=== ASSIGNED TASK ===
Word for word, restate the records that appear below.

Extracted data entries
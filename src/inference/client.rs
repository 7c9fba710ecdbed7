//! OpenAI-compatible inference client.
//!
//! Sends non-streaming chat completion requests and returns one complete
//! assistant reply. There is no retry or fallback here: a failed call is
//! reported to the caller, which decides whether to rerun the whole agent.

use std::time::Duration;

use reqwest::Client as HttpClient;

use crate::config::LlmConfig;

use super::errors::InferenceError;
use super::response::parse_completion_response;
use super::types::{AssistantReply, ChatCompletionRequest, ChatMessage, ToolDefinition};

// ─── Constants ───────────────────────────────────────────────────────────────

/// TCP connection timeout.
const CONNECT_TIMEOUT: Duration = Duration::from_secs(10);

// ─── InferenceClient ─────────────────────────────────────────────────────────

/// Client for an OpenAI-compatible chat-completions endpoint.
#[derive(Debug, Clone)]
pub struct InferenceClient {
    http: HttpClient,
    config: LlmConfig,
    /// Sent as `parallel_tool_calls` when tools are present.
    parallel_tool_calls: Option<bool>,
}

impl InferenceClient {
    /// Create a client from the `llm` config section.
    ///
    /// Does NOT check connectivity; that happens on the first request.
    pub fn from_config(config: LlmConfig) -> Result<Self, InferenceError> {
        let http = HttpClient::builder()
            .connect_timeout(CONNECT_TIMEOUT)
            .timeout(Duration::from_secs(config.request_timeout_secs.max(1)))
            .build()
            .map_err(|e| InferenceError::ConfigError {
                reason: format!("failed to build HTTP client: {e}"),
            })?;

        Ok(Self {
            http,
            config,
            parallel_tool_calls: None,
        })
    }

    /// Ask the model to request at most one tool per turn (`false`) or allow several.
    pub fn with_parallel_tool_calls(mut self, allowed: bool) -> Self {
        self.parallel_tool_calls = Some(allowed);
        self
    }

    pub fn model_name(&self) -> &str {
        &self.config.model
    }

    pub fn base_url(&self) -> &str {
        &self.config.base_url
    }

    fn endpoint(&self) -> String {
        format!("{}/chat/completions", self.config.base_url.trim_end_matches('/'))
    }

    // ─── Chat Completion ─────────────────────────────────────────────────

    /// Send a non-streaming chat completion request.
    pub async fn chat_completion(
        &self,
        messages: Vec<ChatMessage>,
        tools: Option<Vec<ToolDefinition>>,
    ) -> Result<AssistantReply, InferenceError> {
        let url = self.endpoint();
        let tools = tools.filter(|t| !t.is_empty());

        let body = ChatCompletionRequest {
            model: self.config.model.clone(),
            messages,
            tool_choice: tools.as_ref().map(|_| "auto".to_string()),
            parallel_tool_calls: tools.as_ref().and(self.parallel_tool_calls),
            tools,
            temperature: self.config.temperature,
            max_tokens: self.config.max_tokens,
            stream: false,
        };

        // Request metadata only; bodies can be large.
        tracing::info!(
            url = %url,
            model = %body.model,
            message_count = body.messages.len(),
            tool_count = body.tools.as_ref().map(|t| t.len()).unwrap_or(0),
            "=== LLM REQUEST ==="
        );

        let mut request = self.http.post(&url).json(&body);
        if let Some(ref key) = self.config.api_key {
            request = request.bearer_auth(key);
        }

        let response = request.send().await.map_err(|e| {
            if e.is_timeout() {
                InferenceError::Timeout {
                    duration_secs: self.config.request_timeout_secs,
                }
            } else {
                InferenceError::ConnectionFailed {
                    endpoint: url.clone(),
                    reason: e.to_string(),
                }
            }
        })?;

        let status = response.status();
        if !status.is_success() {
            let body_text = response.text().await.unwrap_or_default();
            tracing::warn!(status = status.as_u16(), "LLM request failed");
            return Err(InferenceError::HttpError {
                status: status.as_u16(),
                body: body_text,
            });
        }

        let body_text = response
            .text()
            .await
            .map_err(|e| InferenceError::ResponseParse {
                reason: format!("failed to read response body: {e}"),
            })?;

        let reply = parse_completion_response(&body_text)?;
        tracing::info!(
            tool_calls = reply.tool_calls.len(),
            has_content = reply.content.is_some(),
            finish_reason = reply.finish_reason.as_deref().unwrap_or("none"),
            "=== LLM RESPONSE ==="
        );
        Ok(reply)
    }

    /// One-shot text completion without tools, used by helper sub-calls.
    pub async fn complete_text(&self, system: &str, user: &str) -> Result<String, InferenceError> {
        let reply = self
            .chat_completion(vec![ChatMessage::system(system), ChatMessage::user(user)], None)
            .await?;
        Ok(reply.content.unwrap_or_default())
    }
}

// ─── Tests ───────────────────────────────────────────────────────────────────

#[cfg(test)]
mod tests {
    use super::*;

    fn config(base_url: &str) -> LlmConfig {
        LlmConfig {
            base_url: base_url.to_string(),
            model: "test-model".to_string(),
            api_key: None,
            temperature: 0.0,
            max_tokens: Some(256),
            request_timeout_secs: 5,
        }
    }

    #[test]
    fn test_endpoint_trims_trailing_slash() {
        let client = InferenceClient::from_config(config("http://localhost:11434/v1/")).unwrap();
        assert_eq!(client.endpoint(), "http://localhost:11434/v1/chat/completions");
        assert_eq!(client.model_name(), "test-model");
    }

    #[tokio::test]
    async fn test_connection_refused_is_connection_failed() {
        // Port 9 (discard) is not expected to run an HTTP server.
        let client = InferenceClient::from_config(config("http://127.0.0.1:9/v1")).unwrap();
        let err = client
            .chat_completion(vec![ChatMessage::user("hi")], None)
            .await
            .unwrap_err();
        assert!(
            matches!(
                err,
                InferenceError::ConnectionFailed { .. } | InferenceError::Timeout { .. }
            ),
            "unexpected error: {err:?}"
        );
    }
}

=== WRITTEN SOLUTION ===
filename src/inference/client.rs
repository 7c9fba710ecdbed7
//! OpenAI-compatible inference client.
//!
//! Sends non-streaming chat completion requests and returns one complete
//! assistant reply. There is no retry or fallback here: a failed call is
//! reported to the caller, which decides whether to rerun the whole agent.

use std::time::Duration;

use reqwest::Client as HttpClient;

use crate::config::LlmConfig;

use super::errors::InferenceError;
use super::response::parse_completion_response;
use super::types::{AssistantReply, ChatCompletionRequest, ChatMessage, ToolDefinition};

// ─── Constants ───────────────────────────────────────────────────────────────

/// TCP connection timeout.
const CONNECT_TIMEOUT: Duration = Duration::from_secs(10);

// ─── InferenceClient ─────────────────────────────────────────────────────────

/// Client for an OpenAI-compatible chat-completions endpoint.
#[derive(Debug, Clone)]
pub struct InferenceClient {
    http: HttpClient,
    config: LlmConfig,
    /// Sent as `parallel_tool_calls` when tools are present.
    parallel_tool_calls: Option<bool>,
}

impl InferenceClient {
    /// Create a client from the `llm` config section.
    ///
    /// Does NOT check connectivity; that happens on the first request.
    pub fn from_config(config: LlmConfig) -> Result<Self, InferenceError> {
        let http = HttpClient::builder()
            .connect_timeout(CONNECT_TIMEOUT)
            .timeout(Duration::from_secs(config.request_timeout_secs.max(1)))
            .build()
            .map_err(|e| InferenceError::ConfigError {
                reason: format!("failed to build HTTP client: {e}"),
            })?;

        Ok(Self {
            http,
            config,
            parallel_tool_calls: None,
        })
    }

    /// Ask the model to request at most one tool per turn (`false`) or allow several.
    pub fn with_parallel_tool_calls(mut self, allowed: bool) -> Self {
        self.parallel_tool_calls = Some(allowed);
        self
    }

    pub fn model_name(&self) -> &str {
        &self.config.model
    }

    pub fn base_url(&self) -> &str {
        &self.config.base_url
    }

    fn endpoint(&self) -> String {
        format!("{}/chat/completions", self.config.base_url.trim_end_matches('/'))
    }

    // ─── Chat Completion ─────────────────────────────────────────────────

    /// Send a non-streaming chat completion request.
    pub async fn chat_completion(
        &self,
        messages: Vec<ChatMessage>,
        tools: Option<Vec<ToolDefinition>>,
    ) -> Result<AssistantReply, InferenceError> {
        let url = self.endpoint();
        let tools = tools.filter(|t| !t.is_empty());

        let body = ChatCompletionRequest {
            model: self.config.model.clone(),
            messages,
            tool_choice: tools.as_ref().map(|_| "auto".to_string()),
            parallel_tool_calls: tools.as_ref().and(self.parallel_tool_calls),
            tools,
            temperature: self.config.temperature,
            max_tokens: self.config.max_tokens,
            stream: false,
        };

        // Request metadata only; bodies can be large.
        tracing::info!(
            url = %url,
            model = %body.model,
            message_count = body.messages.len(),
            tool_count = body.tools.as_ref().map(|t| t.len()).unwrap_or(0),
            "=== LLM REQUEST ==="
        );

        let mut request = self.http.post(&url).json(&body);
        if let Some(ref key) = self.config.api_key {
            request = request.bearer_auth(key);
        }

        let response = request.send().await.map_err(|e| {
            if e.is_timeout() {
                InferenceError::Timeout {
                    duration_secs: self.config.request_timeout_secs,
                }
            } else {
                InferenceError::ConnectionFailed {
                    endpoint: url.clone(),
                    reason: e.to_string(),
                }
            }
        })?;

        let status = response.status();
        if !status.is_success() {
            let body_text = response.text().await.unwrap_or_default();
            tracing::warn!(status = status.as_u16(), "LLM request failed");
            return Err(InferenceError::HttpError {
                status: status.as_u16(),
                body: body_text,
            });
        }

        let body_text = response
            .text()
            .await
            .map_err(|e| InferenceError::ResponseParse {
                reason: format!("failed to read response body: {e}"),
            })?;

        let reply = parse_completion_response(&body_text)?;
        tracing::info!(
            tool_calls = reply.tool_calls.len(),
            has_content = reply.content.is_some(),
            finish_reason = reply.finish_reason.as_deref().unwrap_or("none"),
            "=== LLM RESPONSE ==="
        );
        Ok(reply)
    }

    /// One-shot text completion without tools, used by helper sub-calls.
    pub async fn complete_text(&self, system: &str, user: &str) -> Result<String, InferenceError> {
        let reply = self
            .chat_completion(vec![ChatMessage::system(system), ChatMessage::user(user)], None)
            .await?;
        Ok(reply.content.unwrap_or_default())
    }
}

// ─── Tests ───────────────────────────────────────────────────────────────────

#[cfg(test)]
mod tests {
    use super::*;

    fn config(base_url: &str) -> LlmConfig {
        LlmConfig {
            base_url: base_url.to_string(),
            model: "test-model".to_string(),
            api_key: None,
            temperature: 0.0,
            max_tokens: Some(256),
            request_timeout_secs: 5,
        }
    }

    #[test]
    fn test_endpoint_trims_trailing_slash() {
        let client = InferenceClient::from_config(config("http://localhost:11434/v1/")).unwrap();
        assert_eq!(client.endpoint(), "http://localhost:11434/v1/chat/completions");
        assert_eq!(client.model_name(), "test-model");
    }

    #[tokio::test]
    async fn test_connection_refused_is_connection_failed() {
        // Port 9 (discard) is not expected to run an HTTP server.
        let client = InferenceClient::from_config(config("http://127.0.0.1:9/v1")).unwrap();
        let err = client
            .chat_completion(vec![ChatMessage::user("hi")], None)
            .await
            .unwrap_err();
        assert!(
            matches!(
                err,
                InferenceError::ConnectionFailed { .. } | InferenceError::Timeout { .. }
            ),
            "unexpected error: {err:?}"
        );
    }
}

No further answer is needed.